Even if that might be a “lesson” of history, the long-term practice of total power at home to achieve submission, and cooperation abroad with diverse systems in a Westphalian order, tends to be difficult. Dictatorship for export creates international tension, and the attempt to apply the rules by which the homeland is governed in the society of nations fuels conflicts. This is the problem dictators face: The total control of the domestic opposition can hardly be applied in the international arena.

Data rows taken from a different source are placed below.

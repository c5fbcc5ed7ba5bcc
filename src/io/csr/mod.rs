//! Compressed Sparse Row (CSR) format for adjacency graphs.
//!
//! Layout (little-endian): magic `CSR1`, `n: u64`, `nnz: u64`,
//! `indptr: [u64; n + 1]`, `indices: [u32; nnz]`.

use std::{fs::File, io::{BufReader, Cursor, Read, Write}, path::Path};

use anyhow::{ensure, Context, Result};

use crate::graph::AdjacencyGraph;

const MAGIC: &[u8; 4] = b"CSR1";

/// Write a graph to CSR binary bytes.
pub(crate) fn write_csr_bytes(graph: &AdjacencyGraph) -> Result<Vec<u8>> {
    let mut out = Vec::with_capacity(20 + 8 * (graph.node_count() + 1) + 4 * graph.nnz());
    write_csr(&mut out, graph)?;
    Ok(out)
}

/// Read neighbor lists from CSR binary bytes.
pub fn read_csr_bytes(bytes: &[u8]) -> Result<Vec<Vec<u32>>> {
    read_csr_from(&mut Cursor::new(bytes))
}

/// Read neighbor lists from a `.csr` file.
pub fn read_csr(path: &Path) -> Result<Vec<Vec<u32>>> {
    let file = File::open(path)
        .with_context(|| format!("[io::csr] Failed to open {}", path.display()))?;
    read_csr_from(&mut BufReader::new(file))
        .with_context(|| format!("[io::csr] Failed to read {}", path.display()))
}

fn write_csr<W: Write>(writer: &mut W, graph: &AdjacencyGraph) -> Result<()> {
    // Header
    writer.write_all(MAGIC)
        .context("[io::csr] Failed to write magic bytes")?;
    writer.write_all(&(graph.node_count() as u64).to_le_bytes())
        .context("[io::csr] Failed to write row count")?;
    writer.write_all(&(graph.nnz() as u64).to_le_bytes())
        .context("[io::csr] Failed to write nnz")?;

    // indptr
    for &o in graph.offsets() {
        writer.write_all(&(o as u64).to_le_bytes())
            .context("[io::csr] Failed to write indptr")?;
    }

    // indices
    for &j in graph.edges() {
        writer.write_all(&j.to_le_bytes())
            .context("[io::csr] Failed to write indices")?;
    }

    Ok(())
}

fn read_csr_from<R: Read>(reader: &mut R) -> Result<Vec<Vec<u32>>> {
    let mut magic = [0u8; 4];
    reader.read_exact(&mut magic)
        .context("[io::csr] Failed to read magic bytes")?;
    ensure!(&magic == MAGIC, "[io::csr] Invalid CSR magic: expected 'CSR1'");

    let mut b8 = [0u8; 8];
    reader.read_exact(&mut b8)
        .context("[io::csr] Failed to read row count")?;
    let n = u64::from_le_bytes(b8) as usize;

    reader.read_exact(&mut b8)
        .context("[io::csr] Failed to read nnz")?;
    let nnz = u64::from_le_bytes(b8) as usize;

    let mut indptr = vec![0u64; n + 1];
    for o in &mut indptr {
        reader.read_exact(&mut b8)
            .context("[io::csr] Failed to read indptr")?;
        *o = u64::from_le_bytes(b8);
    }
    ensure!(indptr[0] == 0, "[io::csr] indptr must start at 0");
    ensure!(indptr.windows(2).all(|w| w[0] <= w[1]), "[io::csr] indptr is not non-decreasing");
    ensure!(indptr[n] as usize == nnz, "[io::csr] nnz mismatch: header {} vs indptr {}", nnz, indptr[n]);

    let mut indices = vec![0u32; nnz];
    let mut b4 = [0u8; 4];
    for x in &mut indices {
        reader.read_exact(&mut b4)
            .context("[io::csr] Failed to read indices")?;
        *x = u32::from_le_bytes(b4);
        ensure!((*x as usize) < n, "[io::csr] neighbor index {} out of range for {} rows", x, n);
    }

    Ok(indptr.windows(2)
        .map(|w| indices[w[0] as usize..w[1] as usize].to_vec())
        .collect())
}
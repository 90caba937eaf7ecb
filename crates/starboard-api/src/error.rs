use axum::{
    Json,
    http::StatusCode,
    response::{IntoResponse, Response},
};
use thiserror::Error;
use tracing::error;

use starboard_db::DbError;
use starboard_types::api::ErrorResponse;

#[derive(Debug, Error)]
pub enum ApiError {
    #[error("{0}")]
    Validation(String),

    #[error("{0}")]
    Unauthorized(String),

    #[error("{0}")]
    NotFound(String),

    #[error("method not allowed")]
    MethodNotAllowed,

    #[error("{0}")]
    Conflict(String),

    #[error("{0}")]
    Store(String),

    #[error("{0}")]
    Internal(String),
}

impl ApiError {
    pub fn invalid_body() -> Self {
        Self::Validation("Invalid request body".into())
    }

    /// Prefix store-level failures with what the handler was doing.
    pub fn context(self, what: &str) -> Self {
        match self {
            Self::Store(msg) => Self::Store(format!("{}: {}", what, msg)),
            Self::Conflict(msg) => Self::Conflict(format!("{}: {}", what, msg)),
            other => other,
        }
    }

    fn status_code(&self) -> StatusCode {
        match self {
            Self::Validation(_) => StatusCode::BAD_REQUEST,
            Self::Unauthorized(_) => StatusCode::UNAUTHORIZED,
            Self::NotFound(_) => StatusCode::NOT_FOUND,
            Self::MethodNotAllowed => StatusCode::METHOD_NOT_ALLOWED,
            Self::Conflict(_) => StatusCode::CONFLICT,
            Self::Store(_) | Self::Internal(_) => StatusCode::INTERNAL_SERVER_ERROR,
        }
    }
}

impl From<DbError> for ApiError {
    fn from(e: DbError) -> Self {
        match e {
            DbError::NotFound(what) | DbError::MissingReference(what) => {
                Self::NotFound(format!("{} not found", what))
            }
            DbError::Conflict(msg) => Self::Conflict(msg),
            other => Self::Store(other.to_string()),
        }
    }
}

impl IntoResponse for ApiError {
    fn into_response(self) -> Response {
        let status = self.status_code();
        if status.is_server_error() {
            error!("{}", self);
        }
        let body = ErrorResponse {
            error: self.to_string(),
        };
        (status, Json(body)).into_response()
    }
}

pub type Result<T> = std::result::Result<T, ApiError>;
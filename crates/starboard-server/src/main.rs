mod config;

use tracing::info;

use starboard_api::AppStateInner;
use starboard_db::Database;

use crate::config::ServerConfig;

#[tokio::main]
async fn main() -> anyhow::Result<()> {
    // Load .env if present
    let _ = dotenvy::dotenv();

    // Init logging
    tracing_subscriber::fmt()
        .with_env_filter(
            tracing_subscriber::EnvFilter::try_from_default_env()
                .unwrap_or_else(|_| "starboard=debug,starboard_api=debug,starboard_db=info,tower_http=debug".into()),
        )
        .init();

    let config = ServerConfig::from_env()?;

    // Init database
    let db = Database::open(&config.db_path)?;

    let state = AppStateInner::new(db, &config.auth);
    let app = starboard_api::app(state);

    info!("Starboard listening on {}", config.addr);

    let listener = tokio::net::TcpListener::bind(config.addr).await?;
    axum::serve(listener, app)
        .with_graceful_shutdown(shutdown_signal())
        .await?;

    info!("Server exited cleanly");
    Ok(())
}

async fn shutdown_signal() {
    let ctrl_c = async {
        if let Err(e) = tokio::signal::ctrl_c().await {
            tracing::error!("Failed to listen for Ctrl-C: {}", e);
        }
    };

    #[cfg(unix)]
    let terminate = async {
        match tokio::signal::unix::signal(tokio::signal::unix::SignalKind::terminate()) {
            Ok(mut sig) => {
                sig.recv().await;
            }
            Err(e) => {
                tracing::error!("Failed to listen for SIGTERM: {}", e);
                std::future::pending::<()>().await;
            }
        }
    };

    #[cfg(not(unix))]
    let terminate = std::future::pending::<()>();

    tokio::select! {
        _ = ctrl_c => {},
        _ = terminate => {},
    }

    info!("Shutting down server...");
}
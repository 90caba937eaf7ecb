use rusqlite::Connection;
use tracing::info;

use crate::Result;

pub fn run(conn: &Connection) -> Result<()> {
    conn.execute_batch("CREATE TABLE IF NOT EXISTS schema_version (version INTEGER NOT NULL);")?;

    let version: i64 =
        conn.query_row("SELECT COALESCE(MAX(version), 0) FROM schema_version", [], |r| r.get(0))?;

    if version < 1 {
        info!("Running migration v1 (initial schema)");
        conn.execute_batch(
            "
            CREATE TABLE users (
                id              TEXT PRIMARY KEY,
                name            TEXT NOT NULL,
                password_hash   TEXT,
                created_at      TEXT NOT NULL DEFAULT (strftime('%Y-%m-%dT%H:%M:%fZ', 'now'))
            );

            CREATE TABLE assets (
                id              TEXT PRIMARY KEY,
                type            TEXT NOT NULL CHECK (type IN ('chart', 'insight', 'audience')),
                title           TEXT,
                description     TEXT,
                data            TEXT NOT NULL,
                created_at      TEXT NOT NULL DEFAULT (strftime('%Y-%m-%dT%H:%M:%fZ', 'now'))
            );

            CREATE TABLE favourites (
                user_id         TEXT NOT NULL REFERENCES users(id) ON DELETE CASCADE,
                asset_id        TEXT NOT NULL REFERENCES assets(id) ON DELETE CASCADE,
                description     TEXT,
                created_at      TEXT NOT NULL DEFAULT (strftime('%Y-%m-%dT%H:%M:%fZ', 'now')),
                PRIMARY KEY (user_id, asset_id)
            );

            CREATE INDEX idx_favourites_user
                ON favourites(user_id, created_at);

            INSERT INTO schema_version (version) VALUES (1);
            ",
        )?;
    }

    info!("Database migrations complete");
    Ok(())
}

Let us turn back to Kim, Trump, and denuclearization. Mr. Trump’s dilemma is relatively simple. He needs to make an arrangement that ultimately depends upon trust although it involves a party that violates its agreements. Such faith is only possible if, by the standards of self-interest, once projected upon NoKo, this interest argues for the observation of future agreements. It needs to be acknowledged when the probability of compliance is calculated, that violating a nuclear disarmament agreement can appear to be of great advantage to conflict-oriented power-politicians. Admittedly, extending the needed trust is facilitated by the lack of the full appreciation of the hazard involved.
In Kim’s case denuclearization is a precondition of modernization. As in the case of the Ottoman Empire, the power of an entity that is excluded from the modern world must ebb. At the same time, the system that produced Kim, and upon which his power depends, cultivates mistrust and has the habit of overcoming differences by destroying their source. Making peace, while holding an ideology that asserts that history’s motor is an irrepressible conflict, demands an intellectual summersault. On this level, Kim is being asked to jettison a key component of the system through which he rules at home. Besides needing to be convinced that the measure is worth it because it is necessary, the “Leader” must feel strong enough to weaken a pillar of his domestic power and to be confident that the “enemy” will not use the agreement to undermine NoKo. This means that Kim must conclude that America will not do to him what he would do to the US if he would be in her position.

In the light of the foregoing, negotiating an effective system of coexistence with Kim Jong Un will be, irrespective of the concessions offered, an arduously long process. Even so, its conflict-preventive political conclusion will not necessarily materialize because rehabilitation therapy by kindness is a strategy of modest results.

Ultimately, compliance is the test of the pudding. Compliance depends on trust, and trust is an expression of a quality relationship. In this case, we have distrust at the start, and the deal to be negotiated is to create the mutual confidence that usually serves as the point of departure of security through negotiation. Reversing the normal sequence of things might be possible. Easy it will not be.